# Best Places in Georgia to trail ride?



## lbw0912 (Jan 30, 2013)

Wanting to check out some new places in Georgia to trail ride... anyone out there in Georgia..or have ridden any Georgia Trails??? What would ya'll suggest?


----------



## SouthernTrails (Dec 19, 2008)

.

I only know about North GA, a good ways from you :-(

But, here is a good place Georgia Forestry Commission (/forest-management/state-forest-management/state-managed-forests/dawson/index.cfm)


.


----------



## Oreos Girl (May 24, 2011)

There is Silver Spur Riding Club in Dublin. It is a private riding club that you pay a membership to be able to ride on their lands. There is another one called Mingo Trails. They also have a membership fee but I pay per time that I go ride there. It is $10 per visit for day riding. Both these places have campgrounds.

Mingo Trails

Silver Spur is Home Page

There are also 2 sites that are good for finding places to ride
Horse Trails and Campgrounds in Georgia

and 
Horse & Mule Trail Guide USA: Trails, Campgrounds, Overnight in Georgia

I also ride on what is locally known as either 1099 or the Ocmulgee River Trail which is state and national land between Forysth and Monticello.

.


----------



## Brighteyes (Mar 8, 2009)

I ride at Mingo Trails all the time! Nice place. I'm a member.


----------



## lbw0912 (Jan 30, 2013)

thank yall..I am actually pretty close to silver spur and mingo isnt that far either...im about an hr away from silver spur ...I have got to check both of these out !
_Posted via Mobile Device_


----------



## Oreos Girl (May 24, 2011)

Brighteyes, I like Mingo but at $100 membership it is cheaper for me to pay per ride out there as a single person. I actually made it all the way out to the hay field last time.


----------



## Endiku (Dec 6, 2010)

Sorry, I have NO idea about Georgia geography, though I was born there xD so sorry if this is way off track, but I went back a few years ago and rode at the Chickamauga National Battlefield. It was a TON of fun and it was well maintained when I went, but that was in 2009 I think. 
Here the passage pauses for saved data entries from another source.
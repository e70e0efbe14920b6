//  ██████╗  █████╗ ███████╗███████╗██╗███╗   ██╗ ██████╗
//  ██╔══██╗██╔══██╗██╔════╝██╔════╝██║████╗  ██║██╔════╝
//  ██████╔╝███████║███████╗███████╗██║██╔██╗ ██║██║  ███╗
//  ██╔═══╝ ██╔══██║╚════██║╚════██║██║██║╚██╗██║██║   ██║
//  ██║     ██║  ██║███████║███████║██║██║ ╚████║╚██████╔╝
//  ╚═╝     ╚═╝  ╚═╝╚══════╝╚══════╝╚═╝╚═╝  ╚═══╝ ╚═════╝

#[cfg(test)]
mod passing {
    use std::borrow::Cow;

    use futures::future::join_all;
    use wiremock::MockServer;

    use local_images::core::{transform_document, LocalImages};
    use local_images::parsers::html::SelectorList;

    use crate::common::{mount_image, public_path, session, stored_name, TestSite, GIF, JPEG, PNG};

    #[tokio::test]
    async fn rewrites_src_and_stores_bytes() {
        let server = MockServer::start().await;
        mount_image(&server, "/a/b/photo.jpg", JPEG, 1).await;

        let site = TestSite::new();
        let options = site.options();
        let locator = format!("{}/a/b/photo.jpg", server.uri());
        let raw = format!(
            r#"<!DOCTYPE html><html><head></head><body><img src="{locator}" alt="Photo"></body></html>"#
        );

        let result = transform_document(&raw, "_site/index.html", &options, &session(&options)).await;

        assert_eq!(
            result,
            format!(
                r#"<!DOCTYPE html><html><head></head><body><img src="{}" alt="Photo"></body></html>"#,
                public_path(&locator, "photo.jpg")
            )
        );
        assert_eq!(
            std::fs::read(site.asset_dir().join(stored_name(&locator, "photo.jpg"))).unwrap(),
            JPEG
        );
    }

    #[tokio::test]
    async fn relative_sources_are_left_alone() {
        let site = TestSite::new();
        let options = site.options();
        let raw = r#"<!DOCTYPE html><html><head></head><body><img src="/local/img.png"><img src="//cdn.example.com/x.png"><img src="data:image/gif;base64,R0lGODlhAQABAAAAACw="></body></html>"#;

        let result = transform_document(raw, "_site/index.html", &options, &session(&options)).await;

        assert_eq!(result, raw);
        assert!(site.stored_files().is_empty());
    }

    #[tokio::test]
    async fn no_matching_nodes_returns_input_untouched() {
        let site = TestSite::new();
        let options = site.options();
        let raw = "\n  <p>No pictures here</p>\n\n";

        let result = transform_document(raw, "_site/about.html", &options, &session(&options)).await;

        assert!(matches!(result, Cow::Borrowed(content) if std::ptr::eq(content, raw)));
    }

    #[tokio::test]
    async fn non_html_outputs_are_skipped() {
        let server = MockServer::start().await;
        mount_image(&server, "/photo.jpg", JPEG, 0).await;

        let site = TestSite::new();
        let options = site.options();
        let raw = format!(r#"<img src="{}/photo.jpg">"#, server.uri());

        let result = transform_document(&raw, "_site/feed.xml", &options, &session(&options)).await;

        assert_eq!(result, raw);
    }

    #[tokio::test]
    async fn identical_urls_are_fetched_and_written_once() {
        let server = MockServer::start().await;
        mount_image(&server, "/shared.png", PNG, 1).await;

        let site = TestSite::new();
        let options = site.options();
        let locator = format!("{}/shared.png", server.uri());
        let raw = format!(
            r#"<html><body><img id="a" src="{locator}"><img id="b" src="{locator}"><img srcset="{locator} 2x"></body></html>"#
        );

        let result = transform_document(&raw, "index.html", &options, &session(&options)).await;

        let local = public_path(&locator, "shared.png");
        assert_eq!(result.matches(&format!(r#"src="{local}""#)).count(), 2);
        assert!(result.contains(&format!(r#"srcset="{local} 2x""#)));
        assert_eq!(site.stored_files(), vec![stored_name(&locator, "shared.png")]);
    }

    #[tokio::test(flavor = "multi_thread")]
    async fn concurrent_documents_sharing_an_image_are_all_rewritten() {
        let server = MockServer::start().await;
        mount_image(&server, "/banner.png", PNG, 8).await;

        let site = TestSite::new();
        let images = LocalImages::with_options(site.options()).unwrap();
        let locator = format!("{}/banner.png", server.uri());
        let raw = format!(r#"<html><body><img src="{locator}"></body></html>"#);
        let output_paths: Vec<String> = (0..8).map(|i| format!("_site/post-{i}.html")).collect();

        let results = join_all(
            output_paths
                .iter()
                .map(|output_path| images.transform(&raw, output_path)),
        )
        .await;

        let local = public_path(&locator, "banner.png");
        for result in &results {
            assert!(result.contains(&format!(r#"src="{local}""#)), "{result}");
        }
        assert_eq!(site.stored_files(), vec![stored_name(&locator, "banner.png")]);
    }

    #[tokio::test]
    async fn srcset_entries_keep_order_and_descriptors() {
        let server = MockServer::start().await;
        mount_image(&server, "/small.jpg", JPEG, 1).await;
        mount_image(&server, "/large", PNG, 1).await;

        let site = TestSite::new();
        let options = site.options();
        let small = format!("{}/small.jpg", server.uri());
        let large = format!("{}/large", server.uri());
        let raw = format!(
            r#"<html><body><img srcset="{small} 480w, /static/medium.jpg 640w, {large} 800w"></body></html>"#
        );

        let result = transform_document(&raw, "index.html", &options, &session(&options)).await;

        assert!(result.contains(&format!(
            r#"srcset="{} 480w, /static/medium.jpg 640w, {} 800w""#,
            public_path(&small, "small.jpg"),
            public_path(&large, "large.png")
        )));
    }

    #[tokio::test]
    async fn data_srcset_is_used_when_srcset_is_absent() {
        let server = MockServer::start().await;
        mount_image(&server, "/lazy.gif", GIF, 1).await;

        let site = TestSite::new();
        let options = site.options();
        let locator = format!("{}/lazy.gif", server.uri());
        let raw = format!(r#"<html><body><img data-srcset="{locator} 1x"></body></html>"#);

        let result = transform_document(&raw, "index.html", &options, &session(&options)).await;

        assert!(result.contains(&format!(
            r#"data-srcset="{} 1x""#,
            public_path(&locator, "lazy.gif")
        )));
    }

    #[tokio::test]
    async fn first_present_attribute_is_rewritten() {
        let server = MockServer::start().await;
        mount_image(&server, "/lazy.jpg", JPEG, 1).await;

        let site = TestSite::new();
        let options = site
            .options()
            .with_source_attributes(vec!["data-src".to_string(), "src".to_string()]);
        let locator = format!("{}/lazy.jpg", server.uri());
        let raw = format!(
            r#"<html><body><img src="/placeholder.gif" data-src="{locator}"></body></html>"#
        );

        let result = transform_document(&raw, "index.html", &options, &session(&options)).await;

        assert!(result.contains(r#"src="/placeholder.gif""#));
        assert!(result.contains(&format!(
            r#"data-src="{}""#,
            public_path(&locator, "lazy.jpg")
        )));
    }

    #[tokio::test]
    async fn open_graph_images_are_localized() {
        let server = MockServer::start().await;
        mount_image(&server, "/og.png", PNG, 1).await;
        mount_image(&server, "/inline.png", PNG, 1).await;

        let site = TestSite::new();
        let options = site
            .options()
            .with_selector(SelectorList::parse("img, meta[property='og:image']").unwrap())
            .with_source_attributes(vec!["src".to_string(), "content".to_string()]);
        let og = format!("{}/og.png", server.uri());
        let inline = format!("{}/inline.png", server.uri());
        let raw = format!(
            r#"<html><head><meta property="og:image" content="{og}"><meta name="description" content="{inline}"></head><body><img src="{inline}"></body></html>"#
        );

        let result = transform_document(&raw, "index.html", &options, &session(&options)).await;

        assert!(result.contains(&format!(
            r#"<meta property="og:image" content="{}">"#,
            public_path(&og, "og.png")
        )));
        assert!(result.contains(&format!(r#"<meta name="description" content="{inline}">"#)));
        assert!(result.contains(&format!(r#"<img src="{}">"#, public_path(&inline, "inline.png"))));
    }

    #[tokio::test]
    async fn reusing_existing_assets_is_idempotent() {
        let server = MockServer::start().await;
        mount_image(&server, "/photo", JPEG, 1).await;
        mount_image(&server, "/hero.png", PNG, 1).await;

        let site = TestSite::new();
        let options = site.options().with_use_existing(true);
        let photo = format!("{}/photo", server.uri());
        let hero = format!("{}/hero.png", server.uri());
        let raw = format!(
            r#"<html><body><img src="{photo}"><img srcset="{hero} 2x"></body></html>"#
        );

        let first = transform_document(&raw, "index.html", &options, &session(&options)).await;
        let second = transform_document(&raw, "index.html", &options, &session(&options)).await;

        assert_eq!(first, second);
        assert!(first.contains(&public_path(&photo, "photo.jpg")));
        assert_eq!(site.stored_files().len(), 2);
    }

    #[tokio::test]
    async fn query_strings_produce_distinct_assets() {
        let server = MockServer::start().await;
        mount_image(&server, "/photo.jpg", JPEG, 2).await;

        let site = TestSite::new();
        let options = site.options();
        let first = format!("{}/photo.jpg?v=1", server.uri());
        let second = format!("{}/photo.jpg?v=2", server.uri());
        let raw = format!(r#"<html><body><img src="{first}"><img src="{second}"></body></html>"#);

        let result = transform_document(&raw, "index.html", &options, &session(&options)).await;

        assert!(result.contains(&public_path(&first, "photo.jpg")));
        assert!(result.contains(&public_path(&second, "photo.jpg")));
        assert_eq!(site.stored_files().len(), 2);
    }
}

//  ███████╗ █████╗ ██╗██╗     ██╗███╗   ██╗ ██████╗
//  ██╔════╝██╔══██╗██║██║     ██║████╗  ██║██╔════╝
//  █████╗  ███████║██║██║     ██║██╔██╗ ██║██║  ███╗
//  ██╔══╝  ██╔══██║██║██║     ██║██║╚██╗██║██║   ██║
//  ██║     ██║  ██║██║███████╗██║██║ ╚████║╚██████╔╝
//  ╚═╝     ╚═╝  ╚═╝╚═╝╚══════╝╚═╝╚═╝  ╚═══╝ ╚═════╝

#[cfg(test)]
mod failing {
    use wiremock::MockServer;

    use local_images::core::transform_document;

    use crate::common::{mount_image, mount_status, public_path, session, TestSite, JPEG};

    #[tokio::test]
    async fn unreachable_image_keeps_remote_source() {
        let server = MockServer::start().await;
        mount_status(&server, "/missing.jpg", 404).await;
        mount_image(&server, "/present.jpg", JPEG, 1).await;

        let site = TestSite::new();
        let options = site.options();
        let missing = format!("{}/missing.jpg", server.uri());
        let present = format!("{}/present.jpg", server.uri());
        let raw = format!(
            r#"<html><body><img src="{missing}"><img src="{present}"></body></html>"#
        );

        let result = transform_document(&raw, "index.html", &options, &session(&options)).await;

        assert!(result.contains(&format!(r#"<img src="{missing}">"#)));
        assert!(result.contains(&format!(
            r#"<img src="{}">"#,
            public_path(&present, "present.jpg")
        )));
        assert_eq!(site.stored_files().len(), 1);
    }

    #[tokio::test]
    async fn failed_srcset_entry_is_dropped() {
        let server = MockServer::start().await;
        mount_image(&server, "/a.jpg", JPEG, 1).await;
        mount_status(&server, "/b.jpg", 404).await;

        let site = TestSite::new();
        let options = site.options();
        let a = format!("{}/a.jpg", server.uri());
        let b = format!("{}/b.jpg", server.uri());
        let raw = format!(r#"<html><body><img srcset="{a} 1x, {b} 2x"></body></html>"#);

        let result = transform_document(&raw, "index.html", &options, &session(&options)).await;

        assert!(result.contains(&format!(r#"srcset="{} 1x""#, public_path(&a, "a.jpg"))));
        assert!(!result.contains("b.jpg"));
    }

    #[tokio::test]
    async fn srcset_without_survivors_is_removed() {
        let server = MockServer::start().await;
        mount_status(&server, "/a.jpg", 500).await;

        let site = TestSite::new();
        let options = site.options();
        let raw = format!(
            r#"<html><body><img alt="x" srcset="{}/a.jpg 1x"></body></html>"#,
            server.uri()
        );

        let result = transform_document(&raw, "index.html", &options, &session(&options)).await;

        assert!(result.contains(r#"<img alt="x">"#));
    }

    #[tokio::test]
    async fn unknown_content_keeps_remote_source() {
        let server = MockServer::start().await;
        mount_image(&server, "/blob", b"definitely not an image", 1).await;

        let site = TestSite::new();
        let options = site.options();
        let locator = format!("{}/blob", server.uri());
        let raw = format!(r#"<html><body><img src="{locator}"></body></html>"#);

        let result = transform_document(&raw, "index.html", &options, &session(&options)).await;

        assert!(result.contains(&format!(r#"<img src="{locator}">"#)));
        assert!(site.stored_files().is_empty());
    }

    #[tokio::test]
    async fn unwritable_asset_directory_keeps_remote_source() {
        let server = MockServer::start().await;
        mount_image(&server, "/photo.jpg", JPEG, 1).await;

        let site = TestSite::new();
        site.write("assets", "a file where the asset directory should be");
        let options = site.options();
        let locator = format!("{}/photo.jpg", server.uri());
        let raw = format!(r#"<html><body><img src="{locator}"></body></html>"#);

        let result = transform_document(&raw, "index.html", &options, &session(&options)).await;

        assert!(result.contains(&format!(r#"<img src="{locator}">"#)));
    }

    #[tokio::test]
    async fn connection_refused_keeps_remote_source() {
        let site = TestSite::new();
        let options = site.options();
        let raw = r#"<html><body><img src="http://127.0.0.1:9/photo.jpg"></body></html>"#;

        let result = transform_document(raw, "index.html", &options, &session(&options)).await;

        assert!(result.contains(r#"<img src="http://127.0.0.1:9/photo.jpg">"#));
    }
}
Chickamauga National Battlefield Horse Trails


----------



## Brighteyes (Mar 8, 2009)

Oreos Girl said:


> Brighteyes, I like Mingo but at $100 membership it is cheaper for me to pay per ride out there as a single person. I actually made it all the way out to the hay field last time.


 
Totally true! If you're only going a couple times per year, it's better to pay the $10 per day.


----------



## lbw0912 (Jan 30, 2013)

ugh...I have got to hurry up& get a trailer!!! sold out of horses years ago and sold my trailers...just getting back into it....maybe until then I can hook up with some friends and go....my cousin is a member of mingo...and silver spur...theres also a place in Twin City, GA 20mins from me..I think its called Saddle Trails..or something like that I wanna go check out.


----------



## RhondaLynn (Jan 26, 2010)

I am in North Georgia, I have ridden in Chickamauga battlefield and it is very nice. I also ride a Dry Creek between Resaca and Lafayette, Great trails. I have ridden at Garland Mountain more south in Cherokee County. Very nice trails. But my mostest favorite place to ride is Cohutta Wilderness up above Chatsworth. Fabulous Trails and remote area!!

Rhonda


----------